È stato tuo compagno di squadra
"Il più forte difensore di tutti, assieme a Franco Baresi. Ma ricordo anche grandi calciatori come Costacurta e Albertini".
Quell'anno però non andò benissimo
"Il pre-campionato fu illusorio, vincevamo sempre. Poi non so cosa sia successo. Io peraltro già a settembre-ottobre accusai mal di schiena. Dopo un derby in cui segnai mi feci malissimo e a gennaio 1998 mi sono operato. Il giorno prima finì sotto i ferri Weah. Paolo aveva problemi alla schiena, ricordo problemi anche per Boban e Ziege. Era una catena, se non stai bene non riesci a giocare al 100%".
Alla fine fu un clamoroso decimo posto
"Come detto, gli infortuni ci hanno condizionato. E poi in quell'anno quando una cosa doveva andare male, andava male. Cito una partita su tutte: Milan-Vicenza, una delle prime della stagione. Dominiamo in lungo e in largo, arriva una punizione per loro e Arturo Di Napoli ci fa gol. Perdiamo 0-1. È difficile da spiegare, perché avevamo uno squadrone e giustamente la gente si aspettava un Milan vincente e convincente, così non è stato".
L'anno dopo salta Capello, arriva Zaccheroni. Non vedi più il campo
"Zaccheroni non mi voleva, io non volevo lasciare il Milan perché volevo dimostrare il mio valore, pensavo di giocarmela. Niente da fare. Mi portava in ritiro pre-partita, poi mi mandava in tribuna. Col senno di poi avrei dovuto prendere atto della situazione e andarmene, anche perché mi voleva il Barcellona, mica una squadra qualsiasi".
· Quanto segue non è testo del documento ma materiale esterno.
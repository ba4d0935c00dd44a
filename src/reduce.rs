//! Spatial and temporal reduction of loaded model fields.

use chrono::{Duration, NaiveDateTime, Timelike};
use ndarray::{Array2, Array3, Axis};

use crate::error::{MumbaError, Result};
use crate::punch::VariableData;

/// Grid spacing of the nested Australian domain.
pub const LON_SPACING: f32 = 0.3125;
pub const LAT_SPACING: f32 = 0.25;

/// Campaign local time is a fixed offset ahead of model time.
pub const LOCAL_OFFSET_HOURS: i64 = 10;

/// Moves a requested coordinate one gridbox in a compass direction
/// (combinations like `NW` shift both axes).
pub fn shift_coordinate(lat: f32, lon: f32, shift: &str) -> (f32, f32) {
    let shift = shift.to_uppercase();
    let mut lat = lat;
    let mut lon = lon;

    if shift.contains('W') {
        lon -= LON_SPACING;
    } else if shift.contains('E') {
        lon += LON_SPACING;
    }
    if shift.contains('S') {
        lat -= LAT_SPACING;
    } else if shift.contains('N') {
        lat += LAT_SPACING;
    }

    (lat, lon)
}

/// Index of the axis value closest to `target`. No interpolation.
pub fn nearest_index(axis: &[f32], target: f32) -> usize {
    let mut best = 0;
    for (i, value) in axis.iter().enumerate() {
        if (value - target).abs() < (axis[best] - target).abs() {
            best = i;
        }
    }

    best
}

/// Surface time series at the grid cell nearest to (lat, lon), with the
/// time axis moved to campaign local time.
pub fn cell_timeseries(
    var: &VariableData,
    lat: f32,
    lon: f32,
) -> (Vec<NaiveDateTime>, Vec<Option<f32>>) {
    let j = nearest_index(&var.grid.lat, lat);
    let i = nearest_index(&var.grid.lon, lon);

    let times = var
        .times
        .iter()
        .map(|t| *t + Duration::hours(LOCAL_OFFSET_HOURS))
        .collect();
    let values = (0..var.times.len())
        .map(|t| Some(var.values[[t, 0, j, i]]))
        .collect();

    (times, values)
}

/// Mean and sample standard deviation per hour of day.
///
/// The standard deviation is carried even where the front end only draws
/// the mean.
#[derive(Debug, Clone)]
pub struct DiurnalCycle {
    pub hours: Vec<u32>,
    pub mean: Vec<Option<f32>>,
    pub std: Vec<Option<f32>>,
}

pub fn diurnal_cycle(times: &[NaiveDateTime], values: &[Option<f32>]) -> DiurnalCycle {
    let mut bins: Vec<Vec<f64>> = vec![Vec::new(); 24];
    for (time, value) in times.iter().zip(values) {
        if let Some(v) = value {
            bins[time.hour() as usize].push(f64::from(*v));
        }
    }

    let mut mean = Vec::with_capacity(24);
    let mut std = Vec::with_capacity(24);
    for bin in &bins {
        let n = bin.len();
        if n == 0 {
            mean.push(None);
            std.push(None);
            continue;
        }
        let m = bin.iter().sum::<f64>() / n as f64;
        mean.push(Some(m as f32));
        if n > 1 {
            let var = bin.iter().map(|v| (v - m) * (v - m)).sum::<f64>() / (n - 1) as f64;
            std.push(Some(var.sqrt() as f32));
        } else {
            std.push(None);
        }
    }

    DiurnalCycle {
        hours: (0..24).collect(),
        mean,
        std,
    }
}

/// Map-mode reduction: mean over time, then the requested level(s).
/// Several levels are averaged after selection; a single level is plain
/// index selection.
pub fn map_field(var: &VariableData, levels: &[usize]) -> Result<Array2<f32>> {
    let n_levels = var.levels();
    let time_mean: Array3<f32> = var
        .values
        .mean_axis(Axis(0))
        .ok_or_else(|| MumbaError::decode(&var.name, "no time steps to average"))?;

    for &level in levels {
        if level >= n_levels {
            return Err(MumbaError::Configuration(format!(
                "level {level} out of range for {} ({n_levels} levels)",
                var.name
            )));
        }
    }

    match levels {
        [] => Err(MumbaError::Configuration(
            "no vertical level requested".to_string(),
        )),
        [level] => Ok(time_mean.index_axis(Axis(0), *level).to_owned()),
        levels => {
            let mut sum = Array2::<f32>::zeros(time_mean.index_axis(Axis(0), 0).raw_dim());
            for &level in levels {
                sum += &time_mean.index_axis(Axis(0), level);
            }
            Ok(sum / levels.len() as f32)
        }
    }
}

/// Elementwise second-minus-first difference between two runs.
pub fn difference(first: &Array2<f32>, second: &Array2<f32>) -> Array2<f32> {
    second - first
}

/// Symmetric color-scale half-width for a difference field.
pub fn half_width(diff: &Array2<f32>) -> f32 {
    diff.iter().fold(0.0f32, |m, v| m.max(v.abs()))
}

// -- Tests -------------------------------------------------------------------

#[cfg(test)]
mod tests {

    use super::*;
    use crate::punch::Grid;
    use approx::assert_relative_eq;
    use ndarray::{array, Array4};

    fn time(s: &str) -> NaiveDateTime {
        NaiveDateTime::parse_from_str(s, "%Y-%m-%d %H:%M:%S").unwrap()
    }

    #[test]
    fn should_shift_one_gridbox() {
        let (lat, lon) = shift_coordinate(-34.0, 150.0, "NW");
        assert_relative_eq!(lat, -34.0 + LAT_SPACING);
        assert_relative_eq!(lon, 150.0 - LON_SPACING);

        let (lat, lon) = shift_coordinate(-34.0, 150.0, "se");
        assert_relative_eq!(lat, -34.0 - LAT_SPACING);
        assert_relative_eq!(lon, 150.0 + LON_SPACING);
    }

    #[test]
    fn should_find_nearest_cell_without_interpolation() {
        let axis = [150.0, 150.3125, 150.625];
        assert_eq!(nearest_index(&axis, 150.4), 1);
        assert_eq!(nearest_index(&axis, 149.0), 0);
        assert_eq!(nearest_index(&axis, 151.0), 2);
    }

    #[test]
    fn should_extract_local_time_series_at_site() {
        let var = VariableData {
            name: "O3".to_string(),
            unit: "ppbv".to_string(),
            carbon: None,
            times: vec![time("2013-01-01 00:00:00"), time("2013-01-01 01:00:00")],
            grid: Grid {
                lon: vec![150.0, 150.3125],
                lat: vec![-34.5, -34.25],
            },
            values: Array4::from_shape_vec(
                (2, 1, 2, 2),
                vec![1.0, 2.0, 3.0, 4.0, 5.0, 6.0, 7.0, 8.0],
            )
            .unwrap(),
        };

        let (times, values) = cell_timeseries(&var, -34.3, 150.25);

        // Nearest cell is (lat index 1, lon index 1)
        assert_eq!(values, vec![Some(4.0), Some(8.0)]);
        assert_eq!(times[0], time("2013-01-01 10:00:00"));
    }

    #[test]
    fn should_average_diurnal_cycle_by_hour() {
        let times = vec![
            time("2013-01-01 06:00:00"),
            time("2013-01-02 06:00:00"),
            time("2013-01-01 07:00:00"),
        ];
        let values = vec![Some(1.0), Some(3.0), Some(10.0)];

        let cycle = diurnal_cycle(&times, &values);

        assert_eq!(cycle.hours.len(), 24);
        assert_relative_eq!(cycle.mean[6].unwrap(), 2.0);
        // Sample standard deviation of [1, 3]
        assert_relative_eq!(cycle.std[6].unwrap(), std::f32::consts::SQRT_2, epsilon = 1e-6);
        assert_relative_eq!(cycle.mean[7].unwrap(), 10.0);
        assert_eq!(cycle.std[7], None);
        assert_eq!(cycle.mean[0], None);
    }

    #[test]
    fn should_average_time_then_select_level() {
        let var = VariableData {
            name: "O3".to_string(),
            unit: "ppbv".to_string(),
            carbon: None,
            times: vec![time("2013-01-01 00:00:00"), time("2013-01-02 00:00:00")],
            grid: Grid {
                lon: vec![150.0],
                lat: vec![-34.0],
            },
            // Two times, two levels, 1x1 grid
            values: Array4::from_shape_vec((2, 2, 1, 1), vec![10.0, 100.0, 20.0, 200.0]).unwrap(),
        };

        let surface = map_field(&var, &[0]).unwrap();
        assert_relative_eq!(surface[[0, 0]], 15.0);

        let averaged = map_field(&var, &[0, 1]).unwrap();
        assert_relative_eq!(averaged[[0, 0]], (15.0 + 150.0) / 2.0);

        assert!(map_field(&var, &[5]).is_err());
    }

    #[test]
    fn should_difference_runs_and_derive_half_width() {
        let a = array![[1.0, 2.0], [3.0, 4.0]];
        let b = array![[0.5, 4.0], [1.0, 4.0]];

        let diff = difference(&a, &b);
        assert_relative_eq!(diff[[0, 0]], -0.5);
        assert_relative_eq!(diff[[0, 1]], 2.0);

        assert_relative_eq!(half_width(&diff), 2.0);
    }
}
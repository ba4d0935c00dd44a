//! Site time-series comparison.

use anyhow::Result;
use chrono::{NaiveDate, NaiveDateTime};

use crate::{
    cli::{create_spinner, TimeseriesArgs},
    config::Config,
    error::MumbaError,
    parquet,
    plot::{Series, SeriesAxis, TimeSeriesPlot},
    punch::BpchDecoder,
    reading::{model, mumba, ObsTable, PlotKind},
    reduce::{self, DiurnalCycle},
    species, units,
};

use super::{date_range, make_output_file_name};

/// The MUMBA container site at Wollongong.
pub const SITE_LAT: f32 = -34.3972;
pub const SITE_LON: f32 = 150.8996;

pub fn timeseries(args: &TimeseriesArgs, config: &Config) -> Result<String> {
    let daterange = date_range(args.start, args.end)?;
    let mut series = Vec::new();

    // Observation overlay; species the campaign never measured are routine
    if !args.no_obs {
        match obs_series(&args.species, args.diurnal, config) {
            Ok(obs) => series.push(obs),
            Err(MumbaError::NotObserved(name)) => {
                println!("No MUMBA data for species {name}");
            }
            Err(e) => return Err(e.into()),
        }
    }

    // Sample the adjacent gridbox if asked
    let (lat, lon) = match &args.shift {
        Some(shift) => reduce::shift_coordinate(args.lat, args.lon, shift),
        None => (args.lat, args.lon),
    };

    let mut unit = String::new();
    let mut model_span: Option<(NaiveDateTime, NaiveDateTime)> = None;

    for run in &args.runs {
        let run_dir = config.run_dir(run);
        let decoder = BpchDecoder::for_run_dir(&run_dir)?;

        let bar = create_spinner(format!("Reading run {run}..."));
        let mut var = model::load_run(
            &decoder,
            &run_dir,
            PlotKind::Timeseries,
            &args.category,
            &args.species,
            daterange,
        )?;
        bar.finish_with_message(format!("Run {run} read"));

        units::convert(&mut var, &args.species);
        unit = var.unit.clone();

        let (times, values) = reduce::cell_timeseries(&var, lat, lon);
        if let (Some(&first), Some(&last)) = (times.first(), times.last()) {
            let span = model_span.get_or_insert((first, last));
            span.0 = span.0.min(first);
            span.1 = span.1.max(last);
        }

        series.push(run_series(run, &times, &values, args.diurnal));
    }

    let plot = TimeSeriesPlot {
        species: args.species.to_uppercase(),
        unit,
        diurnal: args.diurnal,
        series,
        ylim: axis_bounds(args.ymin, args.ymax),
        xlim: time_window(args.diurnal, args.all_dates, daterange, model_span),
    };

    let path = make_output_file_name("timeseries", &args.species);
    parquet::save_timeseries(&plot, &path)?;

    Ok(path.to_string_lossy().to_string())
}

fn obs_series(
    species_name: &str,
    diurnal: bool,
    config: &Config,
) -> crate::error::Result<Series> {
    let table = mumba::read_mumba(species_name, config)?;

    if diurnal {
        let cycle = obs_diurnal_cycle(&table, species_name)?;
        Ok(Series {
            label: "Obs".to_string(),
            axis: SeriesAxis::HourOfDay(cycle.hours),
            values: cycle.mean,
            std: Some(cycle.std),
        })
    } else {
        let values = table.species_series(species_name).ok_or_else(|| {
            MumbaError::Configuration(format!(
                "MUMBA file has no column for species {species_name}"
            ))
        })?;
        Ok(Series {
            label: "Obs".to_string(),
            axis: SeriesAxis::Time(table.times),
            values,
            std: None,
        })
    }
}

/// Hour-of-day cycle of the observed series. NOx is summed from the NO and
/// NO2 cycles after averaging, so each column's gaps are skipped
/// independently before the two means are added.
fn obs_diurnal_cycle(table: &ObsTable, species_name: &str) -> crate::error::Result<DiurnalCycle> {
    if species_name.to_uppercase() != "NOX" {
        return column_cycle(table, species_name);
    }

    let no = column_cycle(table, "NO")?;
    let no2 = column_cycle(table, "NO2")?;
    let mean = no
        .mean
        .iter()
        .zip(&no2.mean)
        .map(|(a, b)| match (a, b) {
            (Some(a), Some(b)) => Some(a + b),
            _ => None,
        })
        .collect();

    // The per-column spreads have no meaningful sum
    Ok(DiurnalCycle {
        hours: no.hours,
        mean,
        std: vec![None; 24],
    })
}

fn column_cycle(table: &ObsTable, species_name: &str) -> crate::error::Result<DiurnalCycle> {
    let values = table.column(&species::obs_field(species_name)).ok_or_else(|| {
        MumbaError::Configuration(format!(
            "MUMBA file has no column for species {species_name}"
        ))
    })?;

    Ok(reduce::diurnal_cycle(&table.times, values))
}

fn run_series(run: &str, times: &[NaiveDateTime], values: &[Option<f32>], diurnal: bool) -> Series {
    if diurnal {
        let cycle = reduce::diurnal_cycle(times, values);
        Series {
            label: run.to_string(),
            axis: SeriesAxis::HourOfDay(cycle.hours),
            values: cycle.mean,
            std: Some(cycle.std),
        }
    } else {
        Series {
            label: run.to_string(),
            axis: SeriesAxis::Time(times.to_vec()),
            values: values.to_vec(),
            std: None,
        }
    }
}

/// Lower bound defaults to zero once an upper bound is given.
fn axis_bounds(ymin: Option<f32>, ymax: Option<f32>) -> Option<(f32, f32)> {
    ymax.map(|max| (ymin.unwrap_or(0.0), max))
}

/// The drawn time window: the requested date range when given, otherwise
/// the model span unless the caller wants every observation date.
fn time_window(
    diurnal: bool,
    all_dates: bool,
    daterange: Option<(NaiveDate, NaiveDate)>,
    model_span: Option<(NaiveDateTime, NaiveDateTime)>,
) -> Option<(NaiveDateTime, NaiveDateTime)> {
    if diurnal {
        return None;
    }
    if let Some((start, end)) = daterange {
        return Some((
            start.and_hms_opt(0, 0, 0).unwrap(),
            end.and_hms_opt(0, 0, 0).unwrap(),
        ));
    }
    if all_dates {
        return None;
    }

    model_span
}

// -- Tests -------------------------------------------------------------------

#[cfg(test)]
mod tests {

    use super::*;

    fn time(s: &str) -> NaiveDateTime {
        NaiveDateTime::parse_from_str(s, "%Y-%m-%d %H:%M:%S").unwrap()
    }

    #[test]
    fn should_default_lower_axis_bound_to_zero() {
        assert_eq!(axis_bounds(None, Some(50.0)), Some((0.0, 50.0)));
        assert_eq!(axis_bounds(Some(10.0), Some(50.0)), Some((10.0, 50.0)));
        // A lone lower bound is not enough to fix the axis
        assert_eq!(axis_bounds(Some(10.0), None), None);
    }

    #[test]
    fn should_prefer_requested_date_range_for_time_window() {
        let daterange = Some((
            NaiveDate::from_ymd_opt(2013, 1, 1).unwrap(),
            NaiveDate::from_ymd_opt(2013, 1, 31).unwrap(),
        ));
        let span = Some((time("2013-01-05 00:00:00"), time("2013-01-06 00:00:00")));

        let window = time_window(false, false, daterange, span).unwrap();
        assert_eq!(window.0, time("2013-01-01 00:00:00"));
        assert_eq!(window.1, time("2013-01-31 00:00:00"));

        // Without a range, clamp to the model span
        assert_eq!(time_window(false, false, None, span), span);
        // Unless every observation date was asked for
        assert_eq!(time_window(false, true, None, span), None);
        // Diurnal axes are hours, not dates
        assert_eq!(time_window(true, false, daterange, span), None);
    }

    #[test]
    fn should_sum_nox_diurnal_means_after_averaging() {
        let table = ObsTable {
            times: vec![
                time("2013-01-01 06:00:00"),
                time("2013-01-02 06:00:00"),
            ],
            columns: vec![
                ("NO [ppbv]".to_string(), vec![Some(1.0), Some(3.0)]),
                ("NO2 [ppbv]".to_string(), vec![Some(10.0), None]),
            ],
        };

        let cycle = obs_diurnal_cycle(&table, "NOX").unwrap();

        // Each column averages over its own readings first: NO gives 2.0
        // across both days, NO2 gives 10.0 with the gap skipped
        assert_eq!(cycle.mean[6], Some(12.0));
        assert_eq!(cycle.mean[0], None);
        assert_eq!(cycle.std[6], None);
    }

    #[test]
    fn should_collapse_run_series_to_diurnal_cycle() {
        let times = vec![
            time("2013-01-01 06:00:00"),
            time("2013-01-02 06:00:00"),
        ];
        let values = vec![Some(1.0), Some(3.0)];

        let series = run_series("base", &times, &values, true);

        assert_eq!(series.label, "base");
        let SeriesAxis::HourOfDay(hours) = &series.axis else {
            panic!("expected hour-of-day axis");
        };
        assert_eq!(hours.len(), 24);
        assert_eq!(series.values[6], Some(2.0));
        assert!(series.std.is_some());
    }
}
Venendo all'attualità nel Milan di oggi c'è un brasiliano, Emerson Royal. Stagione per lui complicata
"La Serie A è il campionato più difficile d'Europa. C'è tecnica, tattica, gioco, grinta. Emerson è cresciuto calcisticamente in Brasile, poi è andato in Spagna ed è abituato a un altro tipo di calcio. Serve pazienza e lui stesso deve adattarsi il prima possibile alla cultura italiana. Se scegli il Milan poi devi mettere in preventivo le pressioni, le aspettative. Per me è un buon giocatore, ha esperienza e ha giocato partite importanti. So che nelle grandi squadre è difficile aspettare, ma io dico di dargli fiducia".